Exercise instructions: Below are the records; copy each line in them that holds the word "cases".

Excerpted records:
▬▬▬▬▬▬
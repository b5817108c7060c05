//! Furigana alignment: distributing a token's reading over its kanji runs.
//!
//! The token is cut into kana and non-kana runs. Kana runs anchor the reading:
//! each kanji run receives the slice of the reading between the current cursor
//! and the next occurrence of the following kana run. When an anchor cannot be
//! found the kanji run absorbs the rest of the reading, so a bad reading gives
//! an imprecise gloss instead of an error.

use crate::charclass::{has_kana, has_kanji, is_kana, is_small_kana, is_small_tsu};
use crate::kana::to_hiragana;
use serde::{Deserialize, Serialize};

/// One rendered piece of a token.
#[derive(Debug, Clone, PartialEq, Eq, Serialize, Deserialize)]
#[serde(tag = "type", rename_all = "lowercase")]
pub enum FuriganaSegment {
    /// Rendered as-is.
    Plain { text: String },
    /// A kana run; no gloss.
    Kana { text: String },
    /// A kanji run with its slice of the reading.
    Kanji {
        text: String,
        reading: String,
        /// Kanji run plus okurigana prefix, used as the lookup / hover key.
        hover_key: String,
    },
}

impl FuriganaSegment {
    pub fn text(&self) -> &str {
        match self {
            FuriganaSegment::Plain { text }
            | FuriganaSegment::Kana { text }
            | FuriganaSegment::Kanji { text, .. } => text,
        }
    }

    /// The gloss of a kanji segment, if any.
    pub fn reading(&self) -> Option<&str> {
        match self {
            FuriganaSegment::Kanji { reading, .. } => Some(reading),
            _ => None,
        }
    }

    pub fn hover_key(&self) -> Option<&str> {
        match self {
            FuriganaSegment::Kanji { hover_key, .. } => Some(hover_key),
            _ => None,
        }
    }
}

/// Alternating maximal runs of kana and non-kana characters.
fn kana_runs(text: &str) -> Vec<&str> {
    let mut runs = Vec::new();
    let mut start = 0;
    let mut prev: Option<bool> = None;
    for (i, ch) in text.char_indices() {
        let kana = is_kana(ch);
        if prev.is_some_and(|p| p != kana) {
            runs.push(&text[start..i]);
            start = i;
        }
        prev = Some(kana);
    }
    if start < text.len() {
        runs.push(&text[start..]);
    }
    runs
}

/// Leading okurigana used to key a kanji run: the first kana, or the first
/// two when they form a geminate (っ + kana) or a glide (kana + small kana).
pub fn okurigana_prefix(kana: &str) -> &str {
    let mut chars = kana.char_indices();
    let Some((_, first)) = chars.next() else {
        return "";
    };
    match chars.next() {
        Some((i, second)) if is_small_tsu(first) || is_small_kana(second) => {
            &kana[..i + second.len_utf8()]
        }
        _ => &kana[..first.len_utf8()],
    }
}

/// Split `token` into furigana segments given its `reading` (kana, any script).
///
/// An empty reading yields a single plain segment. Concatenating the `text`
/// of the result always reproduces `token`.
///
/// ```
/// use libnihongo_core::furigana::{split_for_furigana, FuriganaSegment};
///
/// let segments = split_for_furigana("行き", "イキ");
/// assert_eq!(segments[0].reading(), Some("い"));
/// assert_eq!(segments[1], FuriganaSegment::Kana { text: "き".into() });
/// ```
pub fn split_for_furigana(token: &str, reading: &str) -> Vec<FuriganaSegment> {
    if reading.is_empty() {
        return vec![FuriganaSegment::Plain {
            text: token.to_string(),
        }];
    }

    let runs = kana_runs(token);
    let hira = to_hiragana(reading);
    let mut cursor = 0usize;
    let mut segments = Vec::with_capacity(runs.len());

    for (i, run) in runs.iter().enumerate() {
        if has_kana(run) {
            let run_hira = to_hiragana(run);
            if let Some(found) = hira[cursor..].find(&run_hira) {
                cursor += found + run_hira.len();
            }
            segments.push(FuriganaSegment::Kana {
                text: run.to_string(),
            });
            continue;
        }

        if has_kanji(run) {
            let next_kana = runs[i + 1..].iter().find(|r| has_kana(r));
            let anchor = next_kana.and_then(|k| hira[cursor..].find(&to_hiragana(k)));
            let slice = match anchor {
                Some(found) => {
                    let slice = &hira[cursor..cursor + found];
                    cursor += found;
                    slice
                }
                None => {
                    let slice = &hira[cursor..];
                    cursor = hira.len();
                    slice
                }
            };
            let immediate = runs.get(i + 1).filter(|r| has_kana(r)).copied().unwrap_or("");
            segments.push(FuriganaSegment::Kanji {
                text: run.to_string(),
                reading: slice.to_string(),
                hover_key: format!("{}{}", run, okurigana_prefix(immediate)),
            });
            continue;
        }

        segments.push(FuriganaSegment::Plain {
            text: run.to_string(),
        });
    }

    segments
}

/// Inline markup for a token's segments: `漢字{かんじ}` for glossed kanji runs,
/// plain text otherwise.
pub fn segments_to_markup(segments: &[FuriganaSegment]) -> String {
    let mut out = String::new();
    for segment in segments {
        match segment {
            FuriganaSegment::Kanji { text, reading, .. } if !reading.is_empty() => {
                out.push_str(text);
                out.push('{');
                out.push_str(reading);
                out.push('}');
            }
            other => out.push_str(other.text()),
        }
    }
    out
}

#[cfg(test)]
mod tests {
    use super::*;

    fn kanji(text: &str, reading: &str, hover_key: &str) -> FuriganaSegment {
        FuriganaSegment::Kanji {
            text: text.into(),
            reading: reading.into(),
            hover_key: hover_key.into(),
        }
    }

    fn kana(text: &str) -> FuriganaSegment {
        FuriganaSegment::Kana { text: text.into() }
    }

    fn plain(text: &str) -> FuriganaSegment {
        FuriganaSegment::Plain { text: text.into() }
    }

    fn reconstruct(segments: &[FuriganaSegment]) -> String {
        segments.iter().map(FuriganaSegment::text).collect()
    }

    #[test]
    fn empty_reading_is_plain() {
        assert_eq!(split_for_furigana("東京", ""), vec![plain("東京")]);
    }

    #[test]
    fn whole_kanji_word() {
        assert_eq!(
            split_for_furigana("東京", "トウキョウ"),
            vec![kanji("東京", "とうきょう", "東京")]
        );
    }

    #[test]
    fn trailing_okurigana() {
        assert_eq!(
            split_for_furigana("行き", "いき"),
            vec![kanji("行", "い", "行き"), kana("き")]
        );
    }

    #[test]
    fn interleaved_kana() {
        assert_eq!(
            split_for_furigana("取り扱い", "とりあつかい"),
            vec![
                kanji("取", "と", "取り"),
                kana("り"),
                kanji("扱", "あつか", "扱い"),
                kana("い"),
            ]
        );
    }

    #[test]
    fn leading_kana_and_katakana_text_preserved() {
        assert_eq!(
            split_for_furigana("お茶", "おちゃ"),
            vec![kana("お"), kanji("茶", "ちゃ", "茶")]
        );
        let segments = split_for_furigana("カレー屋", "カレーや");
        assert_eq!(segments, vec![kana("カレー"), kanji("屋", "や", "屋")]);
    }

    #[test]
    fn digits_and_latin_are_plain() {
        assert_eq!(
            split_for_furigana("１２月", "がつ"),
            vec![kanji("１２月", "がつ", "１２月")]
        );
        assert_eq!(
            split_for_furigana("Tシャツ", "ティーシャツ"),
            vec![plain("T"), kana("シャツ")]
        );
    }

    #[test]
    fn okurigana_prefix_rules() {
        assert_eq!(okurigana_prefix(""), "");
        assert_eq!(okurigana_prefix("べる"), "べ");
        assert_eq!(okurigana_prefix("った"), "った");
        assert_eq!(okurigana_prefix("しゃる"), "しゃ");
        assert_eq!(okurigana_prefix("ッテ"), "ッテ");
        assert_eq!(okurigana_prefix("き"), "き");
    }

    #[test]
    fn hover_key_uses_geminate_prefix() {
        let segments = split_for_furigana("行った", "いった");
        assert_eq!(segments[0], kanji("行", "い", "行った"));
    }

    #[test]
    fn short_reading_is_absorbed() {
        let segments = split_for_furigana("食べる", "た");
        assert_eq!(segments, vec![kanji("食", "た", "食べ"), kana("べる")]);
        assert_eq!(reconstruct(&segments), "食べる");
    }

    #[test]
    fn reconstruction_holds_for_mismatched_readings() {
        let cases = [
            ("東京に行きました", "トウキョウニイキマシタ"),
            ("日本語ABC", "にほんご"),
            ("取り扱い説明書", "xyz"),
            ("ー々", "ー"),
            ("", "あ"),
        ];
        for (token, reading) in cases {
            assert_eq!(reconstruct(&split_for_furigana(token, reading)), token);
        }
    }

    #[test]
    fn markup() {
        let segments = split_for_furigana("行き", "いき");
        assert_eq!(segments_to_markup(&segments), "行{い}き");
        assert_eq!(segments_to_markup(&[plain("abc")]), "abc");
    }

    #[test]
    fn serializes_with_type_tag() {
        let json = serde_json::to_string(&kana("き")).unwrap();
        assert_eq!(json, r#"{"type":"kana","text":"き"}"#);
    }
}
▬▬▬▬▬▬
Result of the exercise:
        let cases = [
        for (token, reading) in cases {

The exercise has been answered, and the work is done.